11 Aug 2021 - Stephan
Avantgarde | WV Sorcerer Productions | Release date: 07 May 2021
Presented by three labels, which are all somehow nebulously located between esoterism, ethnic music, psychedelics, occultism, avant-garde and metal in the creative voltage field between East and West, it’s hard to imagine an album more suited to communicate those ideas in a more primal and genuine way than this solo record of CZLT.
The name is an abbreviation for the Belgian Guillaume Cazalet, member of various musical projects, of which the Drone/Doom/Free Jazz big band Neptunian Maximalism, who co-headlined this year’s streaming version of the Roadburn Festival and is recently making the most massive waves in the underground.

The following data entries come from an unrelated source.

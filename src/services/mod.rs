//! Domain services used by the HTTP routes.
//!
//! ARCHITECTURE
//! ============
//! Service modules own the bookkeeping so route handlers can stay focused
//! on protocol translation.

pub mod inbox;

Where said band’s sensational triple-disc debut album Éons was pouring with - guess what? - excessive maximalism, CZLT is also eclectic, yet packages it a more subtle, on first listen seemingly reduced form.
The instruments are sitar and an accordingly microtonally tuned barytone guitar. The genre is Drone Metal. The “metal” part however is rather a formality, which is based on a certain underlying basic gloom and first and foremost on the associations which come with the guitar sound.
But the most typical traits, which at least any headbanger not familiar with Sunn O))) (or in combination with the sitar also the reference-worthy Bong) would connect with metal, don’t apply to this album, which consists of two unnamed, drum-less longtracks. Cliché or not, but for the most part metal, no matter if frantic, grooving, stomping, it is the kind of music that demands movement and rewards it with cathartic discharge.
Junkyard, however, rather encourages you to float in a timeless state and recharge. CZLT is drone. And Drone per se, one could argue, isn’t even a genre, but one of the most primal and integral elements of music in general. Every ancient culture knows its own drone instruments, which help to ascend to a space beyond this world. And where there is no physical tool to be plucked, bowed over, hit or blown, the human larynx steps into the breach, like we famously know from those monks in the heights of the Himalayas.
Cazalet is also using this resource here, just as skillfully yet not as much in the foreground as with Neptunian Maximalism. The Tibetian-inspired chants together with noises of electronic origin belong to an ominous strand of sound, which as a texture is undivisibly interwoven with the dominant, patiently thundering guitar and the permanently soloing sitar above it.
Junkyard is an album of long, imperceptile build-up. It pretends stillstand and invites your soul to levitate in its motionlessness. Albeit in truth it seethes and grows under the surface, scarcely below the threshold of obvious perception. It is the slow opening of the eyes of a giant waking up. And where you believed to have set your mind on empty, cleansing pullthrough, indeed there sporulates a deep profound inspiration.
Admittedly, there are already several albums with a similar effect in my record shelves. What still makes CZLT’s work stand out among those is the density in which (metal) modernity and tradition are inseparably molten together in it. The key to that may simply lie in the depths to which the pieces of the puzzle are explored. Guillame Cazalet doesn’t only know his effect board by heart, but he also strives for knowledge and mastership with sitar and throat singing. As a result this record not only paints its deep and distorted boom with an aesthetic exotic colour, but also in its well-founded virtuosity satisfying on an intellectual level comparable to the art of composers like Eyvind Kang or Jóhann Jóhannsson.
If you’re already a fan of meditative guitar drones and orientalisms, Junkyard is basically a no-brainer. Anyone else should just light a single candle under the starry summer night sky, put on headphones and give this a try.